Muitos leitores, não habituados a pedir tanto dos livros e particularmente dos romances, replicarão: — “Histórias inventadas, capazes de distrair-nos precisamente quando não estamos atormentados por uma grande mágoa, quando o desgosto não é profundo. A realidade da vida difere da dos livros…”.

Eis o que tenho escutado inúmeras vezes e contra o que não me canso de insurgir. Não, meu amigo, a realidade da vida não é diferente da dos livros, e mais particularmente, da dos romances. Se tal se desse, os livros de nada nos valiam e os romances nem mesmo teriam a faculdade de conseguir essa coisa que você chama de distrair-nos.

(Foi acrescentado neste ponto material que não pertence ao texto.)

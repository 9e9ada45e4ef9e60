//! Sandbox gateway: isolated command execution, one environment per task.
//!
//! The container manager itself is an external service; this module defines
//! the capability the pipeline depends on (rebuilds and dependency installs
//! after merges) plus a local-process implementation used in development and
//! tests.

mod local;

pub use local::*;

use async_trait::async_trait;
use serde::{Deserialize, Serialize};
use std::path::Path;
use std::time::Duration;

/// Cap for build/install commands run through the sandbox.
pub const BUILD_EXEC_TIMEOUT: Duration = Duration::from_secs(300);

/// Result of one sandboxed command.
#[derive(Debug, Clone, Serialize, Deserialize)]
pub struct ExecOutcome {
    pub stdout: String,
    pub stderr: String,
    pub exit_code: i32,
}

impl ExecOutcome {
    pub fn success(&self) -> bool {
        self.exit_code == 0
    }
}

/// Descriptor for a task's sandbox environment.
#[derive(Debug, Clone, Serialize, Deserialize)]
pub struct SandboxDescriptor {
    pub sandbox_id: String,
    pub task_id: String,
}

/// Capability set for executing commands in a task's isolated environment.
#[async_trait]
pub trait SandboxGateway: Send + Sync {
    /// Execute a shell command for the task, bounded by `timeout`.
    async fn exec(
        &self,
        task_id: &str,
        command: &str,
        cwd: &Path,
        timeout: Duration,
    ) -> anyhow::Result<ExecOutcome>;

    /// The task's sandbox descriptor, when one exists.
    async fn sandbox(&self, task_id: &str) -> Option<SandboxDescriptor>;
}

#[cfg(test)]
mod tests {
    use super::*;

    #[test]
    fn test_exec_outcome_success() {
        let outcome = ExecOutcome {
            stdout: String::new(),
            stderr: String::new(),
            exit_code: 0,
        };
        assert!(outcome.success());
        let outcome = ExecOutcome {
            exit_code: 1,
            ..outcome
        };
        assert!(!outcome.success());
    }
}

Histórias inventadas? Certo, mas construídas com material da realidade, pois fora daí não teríamos nenhum dado para arquitetar histórias. Fantasias? Já ouviu falar nas demonstrações, em matemática, por falsa posição? As fantasias não são outra coisa, senão isto: a demonstração de verdades da vida por falsa posição. Uma mudança de perspectiva caprichosa, a fim de melhor desvendar certos aspectos. Nunca fugimos propriamente da vida: apenas a viramos de cabeça para baixo, sem com isso lhe perder o contato. E a simples imagem deformada da existência pode, muitas vezes, oferecer corretivo aos males causados em nosso espírito pela existência real.

Farmácia das almas! Sim, os livros nos consolam e nos ajudam a viver, porque nasceram da necessidade da solução para os conflitos e os problemas humanos. Surgiram de um apelo fremente de nossos anseios, nossas falhas e nossas insuficiências. O destino das angústias, depois de haverem latejado no peito do homem, tem sido, frequentemente, o de concretizar-se num punhado de páginas impressas.

Mallarmé dizia: “Tudo existe para terminar num livro”. É este, pois, no fundo, uma síntese da existência, o denominador comum de todos os mistérios. Assim devemos procurá-lo nas horas de mortificações e incertezas. Como um instrumento vital e não como um tabuleiro de jogo de damas.